Task: Copy every line from the material below that holds "await".

Given data:
*****
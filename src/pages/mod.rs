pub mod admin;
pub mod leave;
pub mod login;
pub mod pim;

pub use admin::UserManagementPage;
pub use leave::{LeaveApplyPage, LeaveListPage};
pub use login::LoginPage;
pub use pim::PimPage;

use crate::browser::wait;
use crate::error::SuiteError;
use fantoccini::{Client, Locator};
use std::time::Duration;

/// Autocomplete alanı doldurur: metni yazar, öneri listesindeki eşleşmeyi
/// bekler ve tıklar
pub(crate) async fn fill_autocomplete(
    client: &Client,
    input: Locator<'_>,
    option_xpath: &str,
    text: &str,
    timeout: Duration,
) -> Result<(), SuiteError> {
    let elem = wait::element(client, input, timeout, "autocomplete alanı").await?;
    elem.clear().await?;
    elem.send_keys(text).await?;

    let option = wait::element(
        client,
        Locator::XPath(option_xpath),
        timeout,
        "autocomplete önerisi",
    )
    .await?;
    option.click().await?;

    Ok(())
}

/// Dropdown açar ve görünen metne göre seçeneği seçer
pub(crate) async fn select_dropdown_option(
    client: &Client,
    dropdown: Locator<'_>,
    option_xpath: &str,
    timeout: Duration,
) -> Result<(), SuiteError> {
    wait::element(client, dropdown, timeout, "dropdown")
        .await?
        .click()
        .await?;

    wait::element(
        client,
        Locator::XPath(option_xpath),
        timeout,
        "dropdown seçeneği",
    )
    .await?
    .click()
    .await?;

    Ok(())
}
*****
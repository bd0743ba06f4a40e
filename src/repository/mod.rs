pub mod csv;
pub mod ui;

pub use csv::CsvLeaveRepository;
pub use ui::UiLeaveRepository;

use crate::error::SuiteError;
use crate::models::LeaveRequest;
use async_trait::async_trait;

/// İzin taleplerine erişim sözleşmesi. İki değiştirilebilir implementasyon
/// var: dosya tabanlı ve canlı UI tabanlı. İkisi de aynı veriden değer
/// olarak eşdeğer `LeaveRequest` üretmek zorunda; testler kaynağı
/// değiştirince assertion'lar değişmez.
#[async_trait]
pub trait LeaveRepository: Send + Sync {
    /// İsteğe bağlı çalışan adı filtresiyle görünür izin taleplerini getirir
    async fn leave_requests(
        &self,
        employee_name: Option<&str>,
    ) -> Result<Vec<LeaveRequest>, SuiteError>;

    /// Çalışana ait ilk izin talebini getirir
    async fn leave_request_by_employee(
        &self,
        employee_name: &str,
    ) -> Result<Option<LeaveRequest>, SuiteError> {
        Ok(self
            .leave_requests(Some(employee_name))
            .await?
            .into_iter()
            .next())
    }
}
*****
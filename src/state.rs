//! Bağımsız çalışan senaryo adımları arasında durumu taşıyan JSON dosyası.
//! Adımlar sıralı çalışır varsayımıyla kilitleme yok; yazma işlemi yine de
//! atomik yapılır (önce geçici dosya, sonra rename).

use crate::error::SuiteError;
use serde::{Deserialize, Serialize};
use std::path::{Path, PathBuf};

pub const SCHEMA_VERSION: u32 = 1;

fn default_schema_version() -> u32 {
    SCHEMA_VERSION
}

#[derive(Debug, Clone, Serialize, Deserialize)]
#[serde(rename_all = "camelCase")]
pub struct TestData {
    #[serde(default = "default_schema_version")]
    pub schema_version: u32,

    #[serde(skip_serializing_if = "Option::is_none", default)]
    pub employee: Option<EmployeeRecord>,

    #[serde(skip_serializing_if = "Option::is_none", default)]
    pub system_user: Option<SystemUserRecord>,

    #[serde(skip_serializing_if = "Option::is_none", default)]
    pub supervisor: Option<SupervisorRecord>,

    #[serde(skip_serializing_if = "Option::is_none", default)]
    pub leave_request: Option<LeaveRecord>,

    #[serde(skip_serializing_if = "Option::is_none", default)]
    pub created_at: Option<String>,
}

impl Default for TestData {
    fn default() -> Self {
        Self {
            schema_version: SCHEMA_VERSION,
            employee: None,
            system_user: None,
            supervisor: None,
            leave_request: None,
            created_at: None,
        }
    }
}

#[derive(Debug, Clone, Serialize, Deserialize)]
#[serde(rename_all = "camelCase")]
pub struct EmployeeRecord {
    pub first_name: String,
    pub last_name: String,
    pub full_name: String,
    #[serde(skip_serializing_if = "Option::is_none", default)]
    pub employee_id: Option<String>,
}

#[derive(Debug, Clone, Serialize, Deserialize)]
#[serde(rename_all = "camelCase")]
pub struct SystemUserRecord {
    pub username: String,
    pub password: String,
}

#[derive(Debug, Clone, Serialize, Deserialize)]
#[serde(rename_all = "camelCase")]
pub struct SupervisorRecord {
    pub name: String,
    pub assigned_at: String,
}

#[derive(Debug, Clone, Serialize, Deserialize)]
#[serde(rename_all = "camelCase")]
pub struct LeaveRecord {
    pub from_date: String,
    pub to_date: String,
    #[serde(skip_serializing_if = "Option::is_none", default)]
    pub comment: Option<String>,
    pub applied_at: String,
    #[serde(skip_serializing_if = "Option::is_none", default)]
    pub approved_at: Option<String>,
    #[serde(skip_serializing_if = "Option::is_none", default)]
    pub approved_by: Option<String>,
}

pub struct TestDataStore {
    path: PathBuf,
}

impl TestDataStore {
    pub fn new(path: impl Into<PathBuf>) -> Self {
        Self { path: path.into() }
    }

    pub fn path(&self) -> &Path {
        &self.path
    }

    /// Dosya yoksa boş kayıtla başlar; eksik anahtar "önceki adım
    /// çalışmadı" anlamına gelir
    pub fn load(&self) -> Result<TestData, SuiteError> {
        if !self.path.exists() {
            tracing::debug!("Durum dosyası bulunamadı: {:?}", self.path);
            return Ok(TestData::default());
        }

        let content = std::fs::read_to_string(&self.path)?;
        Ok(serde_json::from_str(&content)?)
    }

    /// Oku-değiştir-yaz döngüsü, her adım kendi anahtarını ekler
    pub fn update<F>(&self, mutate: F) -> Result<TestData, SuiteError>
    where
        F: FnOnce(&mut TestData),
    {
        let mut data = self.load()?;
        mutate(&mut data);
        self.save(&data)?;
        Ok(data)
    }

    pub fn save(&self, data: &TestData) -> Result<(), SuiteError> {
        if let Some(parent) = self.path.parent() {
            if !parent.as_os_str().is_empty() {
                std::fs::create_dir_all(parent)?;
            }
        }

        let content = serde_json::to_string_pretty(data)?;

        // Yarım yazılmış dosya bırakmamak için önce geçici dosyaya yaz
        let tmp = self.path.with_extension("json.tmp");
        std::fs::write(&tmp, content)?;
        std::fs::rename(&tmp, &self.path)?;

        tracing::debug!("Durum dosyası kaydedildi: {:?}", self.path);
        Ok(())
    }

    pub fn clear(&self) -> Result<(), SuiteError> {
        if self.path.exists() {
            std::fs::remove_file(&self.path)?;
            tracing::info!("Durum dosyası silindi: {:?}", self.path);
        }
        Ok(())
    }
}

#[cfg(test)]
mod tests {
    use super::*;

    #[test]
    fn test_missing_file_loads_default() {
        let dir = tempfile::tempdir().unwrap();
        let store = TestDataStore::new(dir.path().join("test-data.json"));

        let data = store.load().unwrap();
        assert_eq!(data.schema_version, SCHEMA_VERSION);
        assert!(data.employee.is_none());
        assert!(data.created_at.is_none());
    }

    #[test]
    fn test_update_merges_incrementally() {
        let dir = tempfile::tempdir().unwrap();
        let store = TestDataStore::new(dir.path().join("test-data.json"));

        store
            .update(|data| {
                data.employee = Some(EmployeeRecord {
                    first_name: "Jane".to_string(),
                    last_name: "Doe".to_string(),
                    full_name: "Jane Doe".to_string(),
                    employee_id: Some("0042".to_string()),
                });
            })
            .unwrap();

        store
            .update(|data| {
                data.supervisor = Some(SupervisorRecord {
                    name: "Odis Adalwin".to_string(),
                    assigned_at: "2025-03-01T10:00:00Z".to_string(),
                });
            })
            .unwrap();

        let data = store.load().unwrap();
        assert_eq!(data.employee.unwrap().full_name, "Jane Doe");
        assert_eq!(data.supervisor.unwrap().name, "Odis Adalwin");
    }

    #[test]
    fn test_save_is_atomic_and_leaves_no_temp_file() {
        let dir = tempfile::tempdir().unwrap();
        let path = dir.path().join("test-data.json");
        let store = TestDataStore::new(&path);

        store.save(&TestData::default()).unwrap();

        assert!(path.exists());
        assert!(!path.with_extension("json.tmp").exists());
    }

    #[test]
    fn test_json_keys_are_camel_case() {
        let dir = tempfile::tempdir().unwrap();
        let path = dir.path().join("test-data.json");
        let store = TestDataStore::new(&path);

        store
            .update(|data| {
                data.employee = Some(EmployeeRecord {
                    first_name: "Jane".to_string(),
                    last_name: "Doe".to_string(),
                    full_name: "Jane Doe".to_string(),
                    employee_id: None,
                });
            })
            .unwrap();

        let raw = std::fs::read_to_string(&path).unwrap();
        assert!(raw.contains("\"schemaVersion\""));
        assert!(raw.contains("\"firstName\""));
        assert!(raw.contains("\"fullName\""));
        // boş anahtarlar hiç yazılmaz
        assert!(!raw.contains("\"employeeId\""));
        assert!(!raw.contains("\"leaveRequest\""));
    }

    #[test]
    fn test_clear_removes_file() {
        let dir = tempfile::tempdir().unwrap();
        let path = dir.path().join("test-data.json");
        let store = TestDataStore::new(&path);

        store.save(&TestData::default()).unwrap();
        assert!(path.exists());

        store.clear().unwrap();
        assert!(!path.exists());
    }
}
*****
Solution below:
    let elem = wait::element(client, input, timeout, "autocomplete alanı").await?;
    elem.clear().await?;
    elem.send_keys(text).await?;
    .await?;
    option.click().await?;
        .await?
        .await?;
    .await?
    .await?;
            .await?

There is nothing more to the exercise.